(Saved data entries)
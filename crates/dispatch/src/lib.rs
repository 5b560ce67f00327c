//! Runtime path selection on top of [`paths`].
//!
//! This crate connects the path catalog to a running program:
//!
//! 1. **Detection** ([`detect`]): the native paths the CPU supports, probed
//!    once per process. Under Miri only the portable path is reported.
//! 2. **Configuration** ([`config`]): the `PATHSEL_PATHS` environment variable
//!    and programmatic overrides, validated against the catalog.
//! 3. **Selection** ([`Context`]): `compiled & runtime_enabled`, resolved to
//!    its most significant path.
//! 4. **Kernels** ([`KernelTable`], [`Dispatcher`], [`kernels!`]): map the
//!    selected path to a kernel.
//! 5. **Specialization** ([`Specialized`], [`specialize`]): map the selected
//!    path to a const-generic instantiation.
//!
//! # Features
//!
//! - `std` (default): runtime detection, `OnceLock` caching and the
//!   environment override. Without it detection uses `cfg!(target_feature)`
//!   only.
//!
//! # Example
//!
//! ```
//! use dispatch::{Context, KernelTable, kernels};
//! use paths::{Native, NativePath};
//!
//! type DotFn = fn(&[f32], &[f32]) -> f32;
//!
//! fn dot_portable(a: &[f32], b: &[f32]) -> f32 {
//!   a.iter().zip(b).map(|(x, y)| x * y).sum()
//! }
//!
//! const DOT: KernelTable<'static, Native, DotFn> = kernels!(Native, DotFn;
//!   NativePath::PORTABLE => dot_portable,
//! );
//!
//! let ctx = Context::new();
//! let kernel = ctx.select_kernel(&DOT).unwrap();
//! assert_eq!((kernel.kernel)(&[1.0, 2.0], &[3.0, 4.0]), 11.0);
//! assert_eq!(ctx.last_used_path(), NativePath::PORTABLE);
//! ```

#![cfg_attr(not(test), deny(clippy::unwrap_used))]
#![cfg_attr(not(test), deny(clippy::expect_used))]
#![cfg_attr(not(test), deny(clippy::indexing_slicing))]
#![no_std]

#[cfg(feature = "std")]
extern crate std;

pub mod config;
mod context;
pub mod detect;
mod error;
mod kernel;
mod specialize;

pub use context::Context;
pub use error::ConfigError;
pub use kernel::{Candidate, Dispatcher, KernelTable};
pub use specialize::{Specialized, specialize};
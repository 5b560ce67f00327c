//! Implementation paths for SIMD kernel selection.
//!
//! A [`Path`] names one implementation strategy of a numeric kernel (the
//! portable fallback, or one SIMD extension tier), or a set of them. Paths are
//! bits: sets are built with `|`, `&`, `^` and `!`, and a set is resolved to
//! the one path to run with [`Path::most_significant`].
//!
//! # Families
//!
//! Which paths exist depends on the CPU architecture. Each architecture family
//! is its own type with its own bit space:
//!
//! | family      | paths                                        |
//! |-------------|----------------------------------------------|
//! | [`X86`]     | portable, sse4.2, avx2, avx512, avx-vnni     |
//! | [`Arm64`]   | portable, neon, neon-dotprod                 |
//! | [`Arm32`]   | portable, neon                               |
//! | [`Generic`] | portable                                     |
//!
//! A `Path<X86>` cannot be combined with a `Path<Arm64>`:
//!
//! ```compile_fail
//! use paths::{Arm64, Path, X86};
//!
//! let _mixed = Path::<X86>::AVX2 | Path::<Arm64>::NEON;
//! ```
//!
//! [`Native`] is the family of the compilation target.
//!
//! # Catalog
//!
//! Every family partitions its paths into three disjoint groups
//! ([`Family::NON_ARCH`], [`Family::DEFAULT_ARCH`], [`Family::EXTRA_ARCH`])
//! and derives [`Family::DEFAULT`] and [`Family::ALL`] from them. These
//! invariants are checked at compile time for every family.
//!
//! # Selection
//!
//! ```
//! use paths::{ALL_PATHS, DEFAULT_PATHS, NativePath};
//!
//! // Supplied by runtime CPU detection.
//! let supported = NativePath::PORTABLE;
//!
//! let path = (supported & DEFAULT_PATHS).most_significant();
//! assert_eq!(path, NativePath::PORTABLE);
//! assert!(ALL_PATHS.contains(path));
//! ```

#![cfg_attr(not(test), deny(clippy::unwrap_used))]
#![cfg_attr(not(test), deny(clippy::expect_used))]
#![cfg_attr(not(test), deny(clippy::indexing_slicing))]
#![no_std]

mod arm;
mod catalog;
mod family;
mod generic;
mod path;
mod x86;

pub use arm::{Arm32, Arm64, ArmPath};
pub use catalog::{
  ALL_PATHS, DEFAULT_ARCH_PATHS, DEFAULT_PATHS, EXTRA_ARCH_PATHS, NON_ARCH_PATHS, Native, NativePath,
};
pub use family::{Family, Variant, ensure_catalog};
pub use generic::{Generic, GenericPath};
pub use path::{Iter, Path, disjoint, most_significant};
pub use x86::{X86, X86Path};
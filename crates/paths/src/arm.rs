//! ARM paths, shared by the 32-bit and 64-bit families.
//!
//! | bit  | path           | arm32        | arm64        |
//! |------|----------------|--------------|--------------|
//! | 0x02 | `portable`     | non-arch     | non-arch     |
//! | 0x04 | `neon`         | default-arch | default-arch |
//! | 0x08 | `neon-dotprod` | (not built)  | default-arch |
//!
//! Dot-product instructions are optional on ARMv8.2+ cores. 64-bit targets
//! can detect them at runtime, so the dotprod path joins the default set
//! there; 32-bit targets only get the baseline NEON path.

use crate::{
  family::{Family, Variant},
  path::{PORTABLE_BITS, Path},
};

/// The 32-bit ARM family with NEON.
#[derive(Clone, Copy, Debug, Default, PartialEq, Eq, Hash)]
pub struct Arm32;

/// The 64-bit ARM family (AArch64).
#[derive(Clone, Copy, Debug, Default, PartialEq, Eq, Hash)]
pub struct Arm64;

/// Named ARM paths.
#[derive(Clone, Copy, Debug, PartialEq, Eq, Hash)]
#[repr(u8)]
pub enum ArmPath {
  /// Portable fallback.
  Portable = PORTABLE_BITS,
  /// A widely available subset of NEON.
  Neon = 0x04,
  /// NEON plus the dot-product instructions of newer cores.
  NeonDotprod = 0x08,
}

impl Variant for ArmPath {
  const ALL: &'static [Self] = &[Self::Portable, Self::Neon, Self::NeonDotprod];

  #[inline]
  fn bits(self) -> u8 {
    self as u8
  }

  fn name(self) -> &'static str {
    match self {
      Self::Portable => "portable",
      Self::Neon => "neon",
      Self::NeonDotprod => "neon-dotprod",
    }
  }
}

impl<F: Family<Variant = ArmPath>> Path<F> {
  /// NEON.
  pub const NEON: Self = Self::from_bits(ArmPath::Neon as u8);
  /// NEON with dot-product instructions.
  pub const NEON_DOTPROD: Self = Self::from_bits(ArmPath::NeonDotprod as u8);
}

impl Family for Arm32 {
  const NAME: &'static str = "arm32";
  type Variant = ArmPath;

  const NON_ARCH: Path<Self> = Path::<Self>::PORTABLE;
  const DEFAULT_ARCH: Path<Self> = Path::<Self>::NEON;
  const EXTRA_ARCH: Path<Self> = Path::<Self>::NONE;
}

impl Family for Arm64 {
  const NAME: &'static str = "arm64";
  type Variant = ArmPath;

  const NON_ARCH: Path<Self> = Path::<Self>::PORTABLE;
  const DEFAULT_ARCH: Path<Self> = Path::<Self>::NEON.union(Path::<Self>::NEON_DOTPROD);
  const EXTRA_ARCH: Path<Self> = Path::<Self>::NONE;
}

crate::assert_catalog!(Arm32, ArmPath);
crate::assert_catalog!(Arm64, ArmPath);
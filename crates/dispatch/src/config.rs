//! Path configuration from text.
//!
//! The runtime-supported path set can be overridden through the
//! [`ENV_VAR`] environment variable. Accepted forms (case-insensitive):
//!
//! - a hexadecimal mask: `0x1a`, `1A`
//! - a list of path names separated by `,`, `|`, `+` or whitespace:
//!   `avx2,portable`, `neon | neon-dotprod`
//! - `default` or `all` for the family's catalog sets, usable inside a list
//!
//! The parsed mask must be non-empty and inside the family's [`Family::ALL`].
//!
//! ```
//! use dispatch::config::parse_paths;
//! use paths::{Path, X86};
//!
//! let p = parse_paths::<X86>("avx2, portable").unwrap();
//! assert_eq!(p, Path::<X86>::AVX2 | Path::<X86>::PORTABLE);
//! assert_eq!(parse_paths::<X86>("0x0a").unwrap(), p);
//! ```

use paths::{Family, Path, Variant};

use crate::error::ConfigError;

/// Environment variable overriding runtime path detection.
pub const ENV_VAR: &str = "PATHSEL_PATHS";

/// Parse a path set of family `F`.
///
/// # Errors
///
/// - [`ConfigError::Empty`] for blank input or a zero mask
/// - [`ConfigError::InvalidHex`] for a `0x` prefix without a valid 8-bit value
/// - [`ConfigError::UnknownName`] for a name the family does not define,
///   including bare hex-digit words such as `add` that do not fit in 8 bits
/// - [`ConfigError::OutsideCatalog`] for bits not in `F::ALL`
pub fn parse_paths<F: Family>(s: &str) -> Result<Path<F>, ConfigError> {
  let s = s.trim();
  if s.is_empty() {
    return Err(ConfigError::Empty);
  }

  let paths = if let Some(hex) = s.strip_prefix("0x").or_else(|| s.strip_prefix("0X")) {
    parse_hex(hex)?
  } else if lookup_name::<F>(s).is_none() && s.bytes().all(|b| b.is_ascii_hexdigit()) {
    // A bare token too wide for a mask is a misspelled name, not a mask.
    parse_hex(s).map_err(|_| ConfigError::UnknownName)?
  } else {
    parse_names::<F>(s)?
  };

  validate(paths)
}

/// Check that `paths` is a non-empty subset of `F::ALL`.
///
/// # Errors
///
/// [`ConfigError::Empty`] or [`ConfigError::OutsideCatalog`].
///
/// A family whose catalog groups overlap is rejected at build time, even
/// when it never invoked [`paths::assert_catalog!`]:
///
/// ```compile_fail,E0080
/// # use paths::{Family, Path, Variant};
/// # #[derive(Clone, Copy, Debug, Default, PartialEq, Eq, Hash)]
/// # struct Bad;
/// # #[derive(Clone, Copy, Debug, PartialEq, Eq, Hash)]
/// # #[repr(u8)]
/// # enum BadPath { Portable = 0x02, X = 0x04 }
/// # impl Variant for BadPath {
/// #   const ALL: &'static [Self] = &[Self::Portable, Self::X];
/// #   fn bits(self) -> u8 { self as u8 }
/// #   fn name(self) -> &'static str { "bad" }
/// # }
/// impl Family for Bad {
///   const NAME: &'static str = "bad";
///   type Variant = BadPath;
///   const NON_ARCH: Path<Self> = Path::<Self>::from_bits(0x02);
///   const DEFAULT_ARCH: Path<Self> = Path::<Self>::from_bits(0x02 | 0x04);
///   const EXTRA_ARCH: Path<Self> = Path::<Self>::NONE;
/// }
///
/// let _ = dispatch::config::validate(Path::<Bad>::from_bits(0x04));
/// ```
pub fn validate<F: Family>(paths: Path<F>) -> Result<Path<F>, ConfigError> {
  paths::ensure_catalog::<F>();
  if paths.is_empty() {
    return Err(ConfigError::Empty);
  }
  let outside = paths.difference(F::ALL);
  if !outside.is_empty() {
    return Err(ConfigError::OutsideCatalog { bits: outside.bits() });
  }
  Ok(paths)
}

fn parse_hex<F: Family>(hex: &str) -> Result<Path<F>, ConfigError> {
  u8::from_str_radix(hex, 16)
    .map(Path::from_bits)
    .map_err(|_| ConfigError::InvalidHex)
}

fn parse_names<F: Family>(s: &str) -> Result<Path<F>, ConfigError> {
  let mut paths = Path::<F>::NONE;
  let mut any = false;
  let separator = |c: char| c.is_ascii_whitespace() || matches!(c, ',' | '|' | '+');
  for name in s.split(separator).filter(|n| !n.is_empty()) {
    paths |= lookup_name::<F>(name).ok_or(ConfigError::UnknownName)?;
    any = true;
  }
  if !any {
    return Err(ConfigError::Empty);
  }
  Ok(paths)
}

fn lookup_name<F: Family>(name: &str) -> Option<Path<F>> {
  if name.eq_ignore_ascii_case("default") {
    return Some(F::DEFAULT);
  }
  if name.eq_ignore_ascii_case("all") {
    return Some(F::ALL);
  }
  F::Variant::ALL
    .iter()
    .find(|v| v.name().eq_ignore_ascii_case(name))
    .map(|&v| Path::of(v))
}

/// Read [`ENV_VAR`] as a native path set.
///
/// Returns `None` when the variable is unset. An invalid value is logged and
/// ignored, so a typo falls back to detection instead of failing.
#[cfg(feature = "std")]
pub fn env_paths() -> Option<paths::NativePath> {
  let value = match std::env::var(ENV_VAR) {
    Ok(value) => value,
    Err(std::env::VarError::NotPresent) => return None,
    Err(err) => {
      tracing::warn!(error = %err, "ignoring {}", ENV_VAR);
      return None;
    }
  };

  match parse_paths::<paths::Native>(&value) {
    Ok(paths) => {
      tracing::debug!(%paths, "runtime paths overridden by {}", ENV_VAR);
      Some(paths)
    }
    Err(err) => {
      tracing::warn!(error = %err, value = %value, "ignoring invalid {}", ENV_VAR);
      None
    }
  }
}


#[cfg(all(test, not(miri)))]
mod proptests {
  extern crate alloc;

  use alloc::{format, string::String, vec::Vec};

  use paths::X86;
  use proptest::prelude::*;

  use super::*;

  fn arb_catalog_subset() -> impl Strategy<Value = Path<X86>> {
    (1u8..=u8::MAX)
      .prop_map(|raw| Path::<X86>::from_bits(raw) & X86::ALL)
      .prop_filter("non-empty", |p| !p.is_empty())
  }

  proptest! {
    /// Any non-empty catalog subset round-trips through its hex form
    #[test]
    fn hex_round_trip(p in arb_catalog_subset()) {
      prop_assert_eq!(parse_paths::<X86>(&format!("{:#04x}", p.bits())), Ok(p));
      prop_assert_eq!(parse_paths::<X86>(&format!("{:x}", p.bits())), Ok(p));
    }

    /// Any non-empty catalog subset round-trips through its names
    #[test]
    fn names_round_trip(p in arb_catalog_subset()) {
      let names: Vec<&str> = p.iter().filter_map(Path::name).collect();
      let joined: String = names.join(",");
      prop_assert_eq!(parse_paths::<X86>(&joined), Ok(p));
    }

    /// Parsing never panics and never yields bits outside the catalog
    #[test]
    fn parse_is_total(s in ".{0,24}") {
      if let Ok(p) = parse_paths::<X86>(&s) {
        prop_assert!(!p.is_empty());
        prop_assert!(X86::ALL.contains(p));
      }
    }
  }
}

» INSTRUCTIONS FOR THE TASK
Search the data for "trips". Copy every matching line.

» ANSWER TO THE PROBLEM
    /// Any non-empty catalog subset round-trips through its hex form
    /// Any non-empty catalog subset round-trips through its names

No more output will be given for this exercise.